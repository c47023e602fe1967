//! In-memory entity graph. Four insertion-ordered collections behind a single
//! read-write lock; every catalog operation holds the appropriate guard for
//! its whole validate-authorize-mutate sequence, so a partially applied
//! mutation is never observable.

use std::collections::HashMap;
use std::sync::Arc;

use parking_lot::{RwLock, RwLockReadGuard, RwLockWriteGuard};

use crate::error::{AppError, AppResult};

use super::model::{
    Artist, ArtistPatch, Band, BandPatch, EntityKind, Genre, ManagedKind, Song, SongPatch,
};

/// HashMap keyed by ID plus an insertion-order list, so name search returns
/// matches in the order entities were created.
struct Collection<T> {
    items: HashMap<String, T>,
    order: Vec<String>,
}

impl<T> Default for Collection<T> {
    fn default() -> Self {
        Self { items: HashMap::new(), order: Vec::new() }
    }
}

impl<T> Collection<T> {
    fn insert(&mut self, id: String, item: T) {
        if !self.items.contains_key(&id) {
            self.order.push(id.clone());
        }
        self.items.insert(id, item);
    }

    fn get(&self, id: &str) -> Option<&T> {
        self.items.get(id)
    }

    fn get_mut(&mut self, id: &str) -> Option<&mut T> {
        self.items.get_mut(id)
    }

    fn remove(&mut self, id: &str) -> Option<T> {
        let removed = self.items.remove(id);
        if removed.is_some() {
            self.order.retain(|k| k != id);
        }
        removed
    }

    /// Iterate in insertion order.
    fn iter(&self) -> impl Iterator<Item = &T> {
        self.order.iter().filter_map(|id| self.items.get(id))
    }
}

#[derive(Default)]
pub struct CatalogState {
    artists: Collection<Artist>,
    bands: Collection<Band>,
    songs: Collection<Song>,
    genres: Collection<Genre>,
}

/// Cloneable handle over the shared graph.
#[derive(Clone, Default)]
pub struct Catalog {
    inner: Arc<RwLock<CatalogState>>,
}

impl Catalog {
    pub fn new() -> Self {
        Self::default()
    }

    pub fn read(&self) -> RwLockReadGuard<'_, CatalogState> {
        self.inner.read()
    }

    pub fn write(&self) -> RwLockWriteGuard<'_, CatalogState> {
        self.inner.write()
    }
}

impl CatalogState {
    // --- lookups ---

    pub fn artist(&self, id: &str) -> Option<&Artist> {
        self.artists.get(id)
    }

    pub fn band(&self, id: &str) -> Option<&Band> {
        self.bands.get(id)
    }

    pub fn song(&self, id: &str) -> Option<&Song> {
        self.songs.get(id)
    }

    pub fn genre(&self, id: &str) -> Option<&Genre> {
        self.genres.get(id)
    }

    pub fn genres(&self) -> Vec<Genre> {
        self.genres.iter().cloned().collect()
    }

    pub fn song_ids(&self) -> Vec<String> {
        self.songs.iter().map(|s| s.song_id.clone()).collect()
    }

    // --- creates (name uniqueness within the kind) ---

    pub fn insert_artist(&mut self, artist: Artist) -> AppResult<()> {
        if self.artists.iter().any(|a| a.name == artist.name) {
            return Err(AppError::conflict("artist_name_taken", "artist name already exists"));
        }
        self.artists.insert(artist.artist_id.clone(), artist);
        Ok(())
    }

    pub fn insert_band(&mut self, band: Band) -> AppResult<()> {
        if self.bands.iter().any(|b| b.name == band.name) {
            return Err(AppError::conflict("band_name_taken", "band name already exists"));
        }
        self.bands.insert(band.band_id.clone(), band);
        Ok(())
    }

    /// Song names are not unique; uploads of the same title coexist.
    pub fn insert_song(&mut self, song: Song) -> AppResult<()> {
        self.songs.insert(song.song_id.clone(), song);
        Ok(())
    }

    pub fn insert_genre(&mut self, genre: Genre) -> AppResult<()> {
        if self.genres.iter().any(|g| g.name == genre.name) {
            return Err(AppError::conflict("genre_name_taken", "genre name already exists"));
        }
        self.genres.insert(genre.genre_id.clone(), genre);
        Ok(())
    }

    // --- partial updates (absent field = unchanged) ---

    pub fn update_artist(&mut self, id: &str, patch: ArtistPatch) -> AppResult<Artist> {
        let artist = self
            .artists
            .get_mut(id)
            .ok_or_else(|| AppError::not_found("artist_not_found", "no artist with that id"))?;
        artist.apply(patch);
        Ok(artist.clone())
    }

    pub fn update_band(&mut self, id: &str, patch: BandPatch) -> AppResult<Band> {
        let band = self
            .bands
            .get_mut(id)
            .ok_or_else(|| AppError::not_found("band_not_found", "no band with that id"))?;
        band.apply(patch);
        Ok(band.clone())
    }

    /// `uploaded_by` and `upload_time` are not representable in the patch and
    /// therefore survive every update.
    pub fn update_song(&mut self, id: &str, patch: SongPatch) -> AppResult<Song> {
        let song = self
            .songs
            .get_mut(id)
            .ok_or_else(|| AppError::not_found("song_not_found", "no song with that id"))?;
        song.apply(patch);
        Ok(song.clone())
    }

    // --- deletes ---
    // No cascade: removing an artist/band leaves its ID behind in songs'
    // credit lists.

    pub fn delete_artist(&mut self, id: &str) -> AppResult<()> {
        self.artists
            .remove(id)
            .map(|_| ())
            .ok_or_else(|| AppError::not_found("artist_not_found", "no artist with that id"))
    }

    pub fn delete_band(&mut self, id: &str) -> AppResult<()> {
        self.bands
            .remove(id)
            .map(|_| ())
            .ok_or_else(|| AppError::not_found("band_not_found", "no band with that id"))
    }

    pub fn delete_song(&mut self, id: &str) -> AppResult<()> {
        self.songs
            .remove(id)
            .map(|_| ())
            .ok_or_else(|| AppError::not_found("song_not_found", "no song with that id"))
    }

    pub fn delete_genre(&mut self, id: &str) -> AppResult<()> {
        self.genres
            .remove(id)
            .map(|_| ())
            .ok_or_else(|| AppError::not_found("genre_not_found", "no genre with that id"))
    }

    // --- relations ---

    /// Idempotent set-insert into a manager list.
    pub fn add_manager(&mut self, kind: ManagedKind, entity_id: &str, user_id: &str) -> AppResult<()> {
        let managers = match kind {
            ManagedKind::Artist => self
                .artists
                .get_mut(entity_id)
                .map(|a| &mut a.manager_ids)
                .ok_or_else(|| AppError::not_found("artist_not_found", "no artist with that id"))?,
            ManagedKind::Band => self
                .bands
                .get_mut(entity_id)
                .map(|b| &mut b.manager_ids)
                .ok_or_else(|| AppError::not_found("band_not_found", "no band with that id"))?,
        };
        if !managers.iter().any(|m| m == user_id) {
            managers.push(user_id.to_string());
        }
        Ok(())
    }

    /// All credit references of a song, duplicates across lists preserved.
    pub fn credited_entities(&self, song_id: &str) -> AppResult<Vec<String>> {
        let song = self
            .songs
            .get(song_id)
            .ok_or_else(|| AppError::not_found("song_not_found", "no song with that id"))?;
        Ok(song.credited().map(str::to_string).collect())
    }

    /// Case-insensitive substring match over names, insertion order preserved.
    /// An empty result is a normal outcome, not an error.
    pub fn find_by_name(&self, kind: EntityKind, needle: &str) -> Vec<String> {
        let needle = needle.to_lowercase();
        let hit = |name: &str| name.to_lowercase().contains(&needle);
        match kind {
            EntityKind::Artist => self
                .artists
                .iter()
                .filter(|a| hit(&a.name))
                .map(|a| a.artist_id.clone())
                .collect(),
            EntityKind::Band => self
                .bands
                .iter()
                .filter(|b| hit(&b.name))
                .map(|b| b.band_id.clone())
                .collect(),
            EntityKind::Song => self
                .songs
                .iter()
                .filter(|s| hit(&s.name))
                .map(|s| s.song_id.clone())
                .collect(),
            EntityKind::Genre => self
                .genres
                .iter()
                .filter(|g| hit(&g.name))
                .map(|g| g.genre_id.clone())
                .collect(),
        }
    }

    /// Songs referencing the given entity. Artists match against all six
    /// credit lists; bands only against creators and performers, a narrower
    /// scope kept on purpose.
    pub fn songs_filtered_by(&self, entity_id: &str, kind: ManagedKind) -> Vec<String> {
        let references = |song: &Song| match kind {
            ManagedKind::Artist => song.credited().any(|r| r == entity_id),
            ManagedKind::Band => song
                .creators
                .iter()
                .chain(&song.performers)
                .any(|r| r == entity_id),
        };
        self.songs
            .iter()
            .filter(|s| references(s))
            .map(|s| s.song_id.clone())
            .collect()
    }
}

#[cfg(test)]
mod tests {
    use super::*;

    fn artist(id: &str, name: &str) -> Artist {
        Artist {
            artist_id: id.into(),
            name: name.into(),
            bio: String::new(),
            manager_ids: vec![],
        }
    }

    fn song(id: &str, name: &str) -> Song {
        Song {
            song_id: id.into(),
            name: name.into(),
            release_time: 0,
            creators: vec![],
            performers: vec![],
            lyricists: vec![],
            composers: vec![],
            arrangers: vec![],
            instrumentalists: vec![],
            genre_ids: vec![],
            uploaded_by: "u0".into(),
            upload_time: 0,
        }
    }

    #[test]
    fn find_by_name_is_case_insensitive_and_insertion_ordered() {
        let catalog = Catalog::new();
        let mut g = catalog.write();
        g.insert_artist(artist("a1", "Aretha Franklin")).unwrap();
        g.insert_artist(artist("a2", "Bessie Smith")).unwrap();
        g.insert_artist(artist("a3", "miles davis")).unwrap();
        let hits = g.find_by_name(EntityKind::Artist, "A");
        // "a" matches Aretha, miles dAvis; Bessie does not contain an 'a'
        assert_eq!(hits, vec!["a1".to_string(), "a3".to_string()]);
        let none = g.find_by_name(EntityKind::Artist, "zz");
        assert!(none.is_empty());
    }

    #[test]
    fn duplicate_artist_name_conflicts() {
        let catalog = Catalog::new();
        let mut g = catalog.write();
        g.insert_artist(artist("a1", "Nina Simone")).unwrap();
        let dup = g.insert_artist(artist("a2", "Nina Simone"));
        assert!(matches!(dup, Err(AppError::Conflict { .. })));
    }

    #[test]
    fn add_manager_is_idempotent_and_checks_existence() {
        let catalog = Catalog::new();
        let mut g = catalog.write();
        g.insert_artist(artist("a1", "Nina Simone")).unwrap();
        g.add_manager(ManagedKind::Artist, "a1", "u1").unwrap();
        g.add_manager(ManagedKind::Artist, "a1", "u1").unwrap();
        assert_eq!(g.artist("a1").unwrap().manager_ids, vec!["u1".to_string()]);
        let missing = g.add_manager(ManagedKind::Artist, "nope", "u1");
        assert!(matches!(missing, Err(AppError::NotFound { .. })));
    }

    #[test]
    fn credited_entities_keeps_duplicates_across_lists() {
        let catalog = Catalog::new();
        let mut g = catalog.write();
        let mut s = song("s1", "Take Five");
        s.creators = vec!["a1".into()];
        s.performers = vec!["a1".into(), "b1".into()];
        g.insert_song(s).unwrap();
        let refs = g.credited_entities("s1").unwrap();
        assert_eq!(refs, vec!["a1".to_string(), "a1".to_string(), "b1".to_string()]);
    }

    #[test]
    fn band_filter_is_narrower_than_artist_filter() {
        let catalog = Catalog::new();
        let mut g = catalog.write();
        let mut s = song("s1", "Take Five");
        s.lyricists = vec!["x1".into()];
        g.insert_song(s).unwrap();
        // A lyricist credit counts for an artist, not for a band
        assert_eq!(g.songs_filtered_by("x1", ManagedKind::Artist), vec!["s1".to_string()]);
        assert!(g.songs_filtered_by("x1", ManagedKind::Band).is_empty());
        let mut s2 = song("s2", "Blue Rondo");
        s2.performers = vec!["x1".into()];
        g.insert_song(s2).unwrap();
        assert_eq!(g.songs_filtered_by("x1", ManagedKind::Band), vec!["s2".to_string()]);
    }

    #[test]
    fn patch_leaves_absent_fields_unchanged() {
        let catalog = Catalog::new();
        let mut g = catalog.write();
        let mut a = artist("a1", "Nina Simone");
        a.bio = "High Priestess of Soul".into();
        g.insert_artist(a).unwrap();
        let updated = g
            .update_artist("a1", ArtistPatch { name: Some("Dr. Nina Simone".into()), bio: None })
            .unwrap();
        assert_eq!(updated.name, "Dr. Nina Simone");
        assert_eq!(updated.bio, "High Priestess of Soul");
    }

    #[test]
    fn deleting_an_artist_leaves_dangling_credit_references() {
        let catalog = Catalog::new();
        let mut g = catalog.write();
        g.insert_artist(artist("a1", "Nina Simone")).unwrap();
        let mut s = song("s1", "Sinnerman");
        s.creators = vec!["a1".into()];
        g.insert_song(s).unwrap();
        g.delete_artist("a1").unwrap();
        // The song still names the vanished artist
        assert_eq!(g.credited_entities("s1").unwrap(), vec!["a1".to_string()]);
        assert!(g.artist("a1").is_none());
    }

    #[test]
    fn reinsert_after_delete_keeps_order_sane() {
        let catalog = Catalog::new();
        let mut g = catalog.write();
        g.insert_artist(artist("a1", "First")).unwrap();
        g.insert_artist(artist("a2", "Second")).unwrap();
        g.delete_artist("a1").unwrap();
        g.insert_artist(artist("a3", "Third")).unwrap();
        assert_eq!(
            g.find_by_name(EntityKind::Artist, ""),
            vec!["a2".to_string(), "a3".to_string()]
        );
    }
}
* * * *
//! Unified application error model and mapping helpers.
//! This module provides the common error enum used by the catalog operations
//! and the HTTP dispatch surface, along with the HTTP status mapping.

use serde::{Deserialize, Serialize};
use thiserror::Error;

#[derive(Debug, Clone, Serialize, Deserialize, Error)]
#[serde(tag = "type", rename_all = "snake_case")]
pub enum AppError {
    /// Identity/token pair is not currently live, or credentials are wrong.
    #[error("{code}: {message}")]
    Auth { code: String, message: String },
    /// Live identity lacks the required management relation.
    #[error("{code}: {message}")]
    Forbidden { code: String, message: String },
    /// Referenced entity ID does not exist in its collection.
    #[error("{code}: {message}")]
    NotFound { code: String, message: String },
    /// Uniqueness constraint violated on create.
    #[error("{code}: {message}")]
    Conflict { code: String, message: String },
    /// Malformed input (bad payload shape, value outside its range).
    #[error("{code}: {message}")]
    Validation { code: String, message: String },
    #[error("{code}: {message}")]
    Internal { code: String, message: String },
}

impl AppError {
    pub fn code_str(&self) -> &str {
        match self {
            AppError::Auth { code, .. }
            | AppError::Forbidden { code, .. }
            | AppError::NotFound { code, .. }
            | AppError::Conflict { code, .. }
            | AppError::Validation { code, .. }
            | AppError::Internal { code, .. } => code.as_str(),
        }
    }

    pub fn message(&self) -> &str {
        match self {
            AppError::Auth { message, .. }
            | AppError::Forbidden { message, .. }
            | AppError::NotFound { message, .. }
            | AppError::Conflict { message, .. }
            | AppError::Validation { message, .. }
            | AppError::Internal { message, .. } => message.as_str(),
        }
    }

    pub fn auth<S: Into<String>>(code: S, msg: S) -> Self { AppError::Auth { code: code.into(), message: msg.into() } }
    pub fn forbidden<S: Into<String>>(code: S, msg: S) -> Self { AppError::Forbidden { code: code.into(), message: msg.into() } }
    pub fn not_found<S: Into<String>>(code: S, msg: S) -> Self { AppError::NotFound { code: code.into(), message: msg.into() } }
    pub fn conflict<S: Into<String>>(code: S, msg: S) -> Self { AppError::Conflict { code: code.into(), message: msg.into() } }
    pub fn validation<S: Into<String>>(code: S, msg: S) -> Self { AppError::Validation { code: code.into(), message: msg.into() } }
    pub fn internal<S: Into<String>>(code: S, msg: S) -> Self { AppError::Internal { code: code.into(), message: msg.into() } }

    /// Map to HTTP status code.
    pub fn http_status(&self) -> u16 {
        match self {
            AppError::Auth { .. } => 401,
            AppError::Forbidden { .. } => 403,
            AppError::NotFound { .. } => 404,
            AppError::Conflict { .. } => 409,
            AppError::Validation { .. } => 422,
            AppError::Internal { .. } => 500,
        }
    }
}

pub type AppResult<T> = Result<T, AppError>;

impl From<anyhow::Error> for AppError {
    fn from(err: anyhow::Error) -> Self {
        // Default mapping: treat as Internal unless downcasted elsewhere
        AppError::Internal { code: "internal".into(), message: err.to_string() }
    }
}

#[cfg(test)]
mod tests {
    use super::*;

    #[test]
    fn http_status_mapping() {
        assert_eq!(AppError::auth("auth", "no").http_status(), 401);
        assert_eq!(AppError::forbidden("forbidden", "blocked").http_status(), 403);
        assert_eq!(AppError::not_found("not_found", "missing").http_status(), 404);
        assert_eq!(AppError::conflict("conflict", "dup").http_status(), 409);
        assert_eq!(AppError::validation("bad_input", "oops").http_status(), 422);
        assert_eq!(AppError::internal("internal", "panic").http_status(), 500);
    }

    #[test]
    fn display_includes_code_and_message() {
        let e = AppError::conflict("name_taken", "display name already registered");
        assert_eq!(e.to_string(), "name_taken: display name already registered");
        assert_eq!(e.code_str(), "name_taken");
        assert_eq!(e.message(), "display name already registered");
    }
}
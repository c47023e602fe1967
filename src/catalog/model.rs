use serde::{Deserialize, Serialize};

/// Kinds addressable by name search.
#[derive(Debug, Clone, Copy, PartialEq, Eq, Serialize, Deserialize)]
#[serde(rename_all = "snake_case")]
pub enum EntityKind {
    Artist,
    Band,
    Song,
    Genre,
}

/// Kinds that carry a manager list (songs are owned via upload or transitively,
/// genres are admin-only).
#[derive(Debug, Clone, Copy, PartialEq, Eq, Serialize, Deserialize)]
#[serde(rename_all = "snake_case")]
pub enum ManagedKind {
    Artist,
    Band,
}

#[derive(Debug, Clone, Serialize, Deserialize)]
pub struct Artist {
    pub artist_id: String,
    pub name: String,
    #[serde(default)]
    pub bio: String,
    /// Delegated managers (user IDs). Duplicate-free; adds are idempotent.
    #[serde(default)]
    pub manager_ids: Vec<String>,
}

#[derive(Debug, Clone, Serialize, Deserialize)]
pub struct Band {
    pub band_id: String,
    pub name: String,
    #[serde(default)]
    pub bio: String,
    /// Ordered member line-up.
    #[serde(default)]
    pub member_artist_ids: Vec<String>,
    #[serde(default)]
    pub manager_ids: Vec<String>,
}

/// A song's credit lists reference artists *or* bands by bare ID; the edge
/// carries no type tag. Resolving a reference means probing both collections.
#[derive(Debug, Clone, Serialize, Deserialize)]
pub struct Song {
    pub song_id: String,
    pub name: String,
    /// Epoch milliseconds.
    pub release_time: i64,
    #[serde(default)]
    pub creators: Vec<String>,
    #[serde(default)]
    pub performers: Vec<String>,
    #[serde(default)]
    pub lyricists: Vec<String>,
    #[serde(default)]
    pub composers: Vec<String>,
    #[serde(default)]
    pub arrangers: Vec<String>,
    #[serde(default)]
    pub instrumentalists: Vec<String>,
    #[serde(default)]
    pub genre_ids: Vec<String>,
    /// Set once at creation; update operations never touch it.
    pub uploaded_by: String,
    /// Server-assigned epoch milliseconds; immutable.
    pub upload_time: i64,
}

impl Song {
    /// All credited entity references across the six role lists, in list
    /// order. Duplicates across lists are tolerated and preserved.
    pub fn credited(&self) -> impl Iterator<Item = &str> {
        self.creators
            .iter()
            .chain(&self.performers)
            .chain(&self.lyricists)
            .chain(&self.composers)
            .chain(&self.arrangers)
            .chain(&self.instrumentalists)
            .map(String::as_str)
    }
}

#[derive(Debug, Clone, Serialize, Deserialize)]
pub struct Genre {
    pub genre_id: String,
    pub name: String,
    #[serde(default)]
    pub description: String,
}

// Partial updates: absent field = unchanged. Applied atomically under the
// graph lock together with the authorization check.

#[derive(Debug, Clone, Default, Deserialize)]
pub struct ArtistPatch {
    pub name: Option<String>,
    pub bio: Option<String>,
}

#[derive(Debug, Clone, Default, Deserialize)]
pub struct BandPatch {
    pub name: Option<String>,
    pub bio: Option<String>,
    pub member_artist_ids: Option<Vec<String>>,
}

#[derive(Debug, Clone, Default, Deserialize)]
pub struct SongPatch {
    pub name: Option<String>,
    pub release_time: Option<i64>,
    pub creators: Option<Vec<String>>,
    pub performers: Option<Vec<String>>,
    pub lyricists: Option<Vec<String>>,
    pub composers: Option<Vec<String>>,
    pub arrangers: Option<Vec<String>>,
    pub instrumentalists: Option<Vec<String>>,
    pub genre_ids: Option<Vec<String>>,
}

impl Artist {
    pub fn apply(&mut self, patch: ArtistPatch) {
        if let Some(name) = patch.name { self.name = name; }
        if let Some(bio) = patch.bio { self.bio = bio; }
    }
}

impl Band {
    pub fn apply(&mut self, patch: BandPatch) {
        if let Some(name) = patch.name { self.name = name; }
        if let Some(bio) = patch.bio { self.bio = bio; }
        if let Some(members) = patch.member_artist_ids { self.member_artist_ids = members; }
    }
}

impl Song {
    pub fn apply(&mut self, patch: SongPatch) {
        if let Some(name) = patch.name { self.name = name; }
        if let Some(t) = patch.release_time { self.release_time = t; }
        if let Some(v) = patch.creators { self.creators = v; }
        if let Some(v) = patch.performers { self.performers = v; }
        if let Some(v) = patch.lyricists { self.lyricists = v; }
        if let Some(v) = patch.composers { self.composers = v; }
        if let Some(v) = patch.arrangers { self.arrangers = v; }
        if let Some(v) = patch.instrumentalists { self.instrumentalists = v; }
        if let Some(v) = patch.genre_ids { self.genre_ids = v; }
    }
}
* * * *
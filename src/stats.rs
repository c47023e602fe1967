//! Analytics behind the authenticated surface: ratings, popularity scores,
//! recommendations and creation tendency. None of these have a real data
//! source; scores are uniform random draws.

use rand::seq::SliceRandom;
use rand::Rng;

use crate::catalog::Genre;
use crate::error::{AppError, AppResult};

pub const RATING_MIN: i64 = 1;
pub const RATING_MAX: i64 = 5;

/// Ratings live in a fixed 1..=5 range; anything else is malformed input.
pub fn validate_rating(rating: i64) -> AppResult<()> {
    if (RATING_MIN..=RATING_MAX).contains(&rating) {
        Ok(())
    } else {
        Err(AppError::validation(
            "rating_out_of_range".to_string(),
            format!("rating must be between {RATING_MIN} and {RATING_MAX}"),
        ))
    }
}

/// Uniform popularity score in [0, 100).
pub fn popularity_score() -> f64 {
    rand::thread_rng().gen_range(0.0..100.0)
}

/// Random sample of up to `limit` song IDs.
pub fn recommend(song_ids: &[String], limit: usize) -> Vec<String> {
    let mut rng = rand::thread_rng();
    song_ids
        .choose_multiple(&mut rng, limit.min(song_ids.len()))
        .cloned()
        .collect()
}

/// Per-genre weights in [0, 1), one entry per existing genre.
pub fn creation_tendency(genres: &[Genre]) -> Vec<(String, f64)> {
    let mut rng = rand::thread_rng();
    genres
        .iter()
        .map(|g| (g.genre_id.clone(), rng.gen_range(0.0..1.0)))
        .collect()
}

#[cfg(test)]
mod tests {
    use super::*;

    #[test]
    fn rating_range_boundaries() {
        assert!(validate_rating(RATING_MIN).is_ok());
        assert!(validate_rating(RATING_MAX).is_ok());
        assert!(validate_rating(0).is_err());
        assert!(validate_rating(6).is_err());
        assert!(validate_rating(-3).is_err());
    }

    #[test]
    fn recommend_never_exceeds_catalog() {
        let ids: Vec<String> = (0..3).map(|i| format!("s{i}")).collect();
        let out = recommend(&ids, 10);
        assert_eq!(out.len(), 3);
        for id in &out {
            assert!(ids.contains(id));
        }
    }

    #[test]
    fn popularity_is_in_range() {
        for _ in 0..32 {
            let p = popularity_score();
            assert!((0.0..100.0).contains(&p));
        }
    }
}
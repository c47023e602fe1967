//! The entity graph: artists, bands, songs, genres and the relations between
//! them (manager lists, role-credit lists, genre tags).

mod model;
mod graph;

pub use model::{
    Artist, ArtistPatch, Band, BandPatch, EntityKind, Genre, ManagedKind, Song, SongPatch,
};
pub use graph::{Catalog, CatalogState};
* * * *
_YOUR ASSIGNMENT_
All lines of the entries above where "composers" turns up should be reported.

_FINISHED TASK_
            composers: vec![],
    pub composers: Vec<String>,
            .chain(&self.composers)
    pub composers: Option<Vec<String>>,
        if let Some(v) = patch.composers { self.composers = v; }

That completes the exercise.